The word "extract" marks the lines to keep; find each one in the data and copy it.

= = = = = = =

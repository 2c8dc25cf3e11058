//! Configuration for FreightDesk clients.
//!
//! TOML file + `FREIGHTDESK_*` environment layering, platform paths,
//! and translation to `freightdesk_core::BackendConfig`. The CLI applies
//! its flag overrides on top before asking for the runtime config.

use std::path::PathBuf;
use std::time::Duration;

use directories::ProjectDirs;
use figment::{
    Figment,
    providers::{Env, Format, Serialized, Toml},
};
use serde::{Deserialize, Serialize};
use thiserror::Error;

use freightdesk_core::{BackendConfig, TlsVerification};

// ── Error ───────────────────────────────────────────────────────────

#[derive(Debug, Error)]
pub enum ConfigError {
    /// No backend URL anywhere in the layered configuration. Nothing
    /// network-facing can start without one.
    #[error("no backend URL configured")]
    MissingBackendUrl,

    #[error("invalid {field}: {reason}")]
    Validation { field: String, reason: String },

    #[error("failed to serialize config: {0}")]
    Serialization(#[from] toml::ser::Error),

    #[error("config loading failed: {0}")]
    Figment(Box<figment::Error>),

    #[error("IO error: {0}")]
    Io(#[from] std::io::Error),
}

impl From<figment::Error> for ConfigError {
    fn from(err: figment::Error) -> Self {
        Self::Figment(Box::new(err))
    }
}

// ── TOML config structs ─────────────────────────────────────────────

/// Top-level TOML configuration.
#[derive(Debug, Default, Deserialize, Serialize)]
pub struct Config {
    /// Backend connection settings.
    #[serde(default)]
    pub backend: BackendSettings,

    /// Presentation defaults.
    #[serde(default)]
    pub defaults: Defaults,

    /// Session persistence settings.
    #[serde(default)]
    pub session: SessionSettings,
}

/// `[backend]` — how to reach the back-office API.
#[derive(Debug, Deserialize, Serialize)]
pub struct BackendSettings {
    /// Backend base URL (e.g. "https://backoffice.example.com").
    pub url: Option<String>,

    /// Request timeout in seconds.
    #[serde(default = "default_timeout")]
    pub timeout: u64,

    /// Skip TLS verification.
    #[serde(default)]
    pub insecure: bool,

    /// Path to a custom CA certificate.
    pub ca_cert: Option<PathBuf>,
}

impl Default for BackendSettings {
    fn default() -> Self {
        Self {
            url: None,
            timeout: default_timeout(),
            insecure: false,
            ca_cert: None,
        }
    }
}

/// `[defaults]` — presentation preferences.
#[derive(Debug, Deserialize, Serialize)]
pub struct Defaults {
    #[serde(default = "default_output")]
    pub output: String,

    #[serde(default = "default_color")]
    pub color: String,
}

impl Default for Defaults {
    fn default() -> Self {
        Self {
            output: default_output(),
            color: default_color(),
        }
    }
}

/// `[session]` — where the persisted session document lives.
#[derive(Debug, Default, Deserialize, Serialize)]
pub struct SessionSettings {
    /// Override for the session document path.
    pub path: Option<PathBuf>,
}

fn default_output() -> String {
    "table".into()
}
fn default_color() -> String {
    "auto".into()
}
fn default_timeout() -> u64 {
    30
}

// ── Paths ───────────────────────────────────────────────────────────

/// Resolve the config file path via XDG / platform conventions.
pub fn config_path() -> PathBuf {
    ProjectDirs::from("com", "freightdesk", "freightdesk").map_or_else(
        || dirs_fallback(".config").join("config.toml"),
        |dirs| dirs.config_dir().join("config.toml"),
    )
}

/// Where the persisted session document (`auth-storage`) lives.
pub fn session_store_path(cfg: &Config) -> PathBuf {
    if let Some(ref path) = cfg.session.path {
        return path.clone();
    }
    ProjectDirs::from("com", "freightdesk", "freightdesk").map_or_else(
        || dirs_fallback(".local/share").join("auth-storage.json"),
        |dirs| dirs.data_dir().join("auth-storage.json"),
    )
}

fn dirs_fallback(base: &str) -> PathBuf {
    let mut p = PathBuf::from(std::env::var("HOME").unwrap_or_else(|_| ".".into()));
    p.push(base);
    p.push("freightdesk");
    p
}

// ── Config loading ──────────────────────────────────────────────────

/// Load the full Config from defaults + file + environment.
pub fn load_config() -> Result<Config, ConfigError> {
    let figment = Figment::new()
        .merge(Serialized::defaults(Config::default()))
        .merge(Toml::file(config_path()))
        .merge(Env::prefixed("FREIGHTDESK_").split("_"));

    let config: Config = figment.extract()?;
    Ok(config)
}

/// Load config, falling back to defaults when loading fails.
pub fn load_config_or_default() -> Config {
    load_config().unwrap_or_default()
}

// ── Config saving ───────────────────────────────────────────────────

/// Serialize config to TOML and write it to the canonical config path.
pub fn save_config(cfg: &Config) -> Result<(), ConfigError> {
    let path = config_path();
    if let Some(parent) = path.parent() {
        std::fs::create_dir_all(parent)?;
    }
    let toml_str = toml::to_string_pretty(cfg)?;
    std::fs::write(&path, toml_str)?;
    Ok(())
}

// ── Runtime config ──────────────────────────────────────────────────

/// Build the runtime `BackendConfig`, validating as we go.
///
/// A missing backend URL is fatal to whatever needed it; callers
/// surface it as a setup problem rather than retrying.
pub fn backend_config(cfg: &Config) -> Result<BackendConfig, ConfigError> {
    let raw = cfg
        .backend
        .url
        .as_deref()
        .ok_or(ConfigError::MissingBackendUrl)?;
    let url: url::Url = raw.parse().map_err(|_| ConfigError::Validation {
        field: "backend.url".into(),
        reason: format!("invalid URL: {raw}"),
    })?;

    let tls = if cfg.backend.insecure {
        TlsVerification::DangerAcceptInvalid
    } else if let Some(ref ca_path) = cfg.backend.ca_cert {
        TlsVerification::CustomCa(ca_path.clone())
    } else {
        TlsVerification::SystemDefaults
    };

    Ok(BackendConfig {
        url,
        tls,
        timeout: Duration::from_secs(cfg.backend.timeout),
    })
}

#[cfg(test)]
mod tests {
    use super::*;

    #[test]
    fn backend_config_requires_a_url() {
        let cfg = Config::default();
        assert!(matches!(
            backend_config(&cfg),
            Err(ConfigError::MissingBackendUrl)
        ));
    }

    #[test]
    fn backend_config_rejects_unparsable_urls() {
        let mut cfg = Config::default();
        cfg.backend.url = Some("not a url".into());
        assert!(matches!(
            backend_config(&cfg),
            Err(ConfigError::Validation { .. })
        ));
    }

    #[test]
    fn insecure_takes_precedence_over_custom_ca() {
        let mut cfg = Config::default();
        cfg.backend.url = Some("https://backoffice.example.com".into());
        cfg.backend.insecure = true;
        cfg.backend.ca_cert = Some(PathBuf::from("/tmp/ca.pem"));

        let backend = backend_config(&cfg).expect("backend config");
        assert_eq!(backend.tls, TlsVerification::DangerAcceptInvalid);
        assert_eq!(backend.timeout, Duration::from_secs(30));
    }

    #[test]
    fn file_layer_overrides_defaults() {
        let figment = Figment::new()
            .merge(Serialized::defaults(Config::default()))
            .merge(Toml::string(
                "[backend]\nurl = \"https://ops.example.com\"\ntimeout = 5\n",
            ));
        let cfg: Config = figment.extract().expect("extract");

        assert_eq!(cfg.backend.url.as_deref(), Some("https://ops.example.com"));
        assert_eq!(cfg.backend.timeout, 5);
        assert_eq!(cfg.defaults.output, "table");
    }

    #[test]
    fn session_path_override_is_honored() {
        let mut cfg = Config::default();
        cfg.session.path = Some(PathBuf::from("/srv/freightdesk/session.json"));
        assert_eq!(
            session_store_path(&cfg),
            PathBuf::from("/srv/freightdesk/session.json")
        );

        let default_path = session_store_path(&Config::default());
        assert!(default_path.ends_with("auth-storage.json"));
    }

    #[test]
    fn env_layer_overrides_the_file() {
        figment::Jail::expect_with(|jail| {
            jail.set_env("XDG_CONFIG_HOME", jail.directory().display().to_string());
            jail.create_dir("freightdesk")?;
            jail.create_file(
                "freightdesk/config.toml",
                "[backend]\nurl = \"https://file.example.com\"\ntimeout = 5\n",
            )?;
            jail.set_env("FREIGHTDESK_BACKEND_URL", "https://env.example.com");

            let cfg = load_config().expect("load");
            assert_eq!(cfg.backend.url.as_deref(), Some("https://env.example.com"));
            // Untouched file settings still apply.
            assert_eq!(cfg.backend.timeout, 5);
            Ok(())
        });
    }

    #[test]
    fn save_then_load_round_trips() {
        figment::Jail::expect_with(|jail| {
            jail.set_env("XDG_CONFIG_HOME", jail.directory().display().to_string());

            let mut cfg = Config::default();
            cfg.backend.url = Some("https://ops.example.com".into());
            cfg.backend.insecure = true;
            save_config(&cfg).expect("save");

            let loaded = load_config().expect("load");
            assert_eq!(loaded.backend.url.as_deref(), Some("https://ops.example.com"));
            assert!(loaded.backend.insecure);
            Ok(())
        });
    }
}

= = = = = = =

The completed task:
    let config: Config = figment.extract()?;
        let cfg: Config = figment.extract().expect("extract");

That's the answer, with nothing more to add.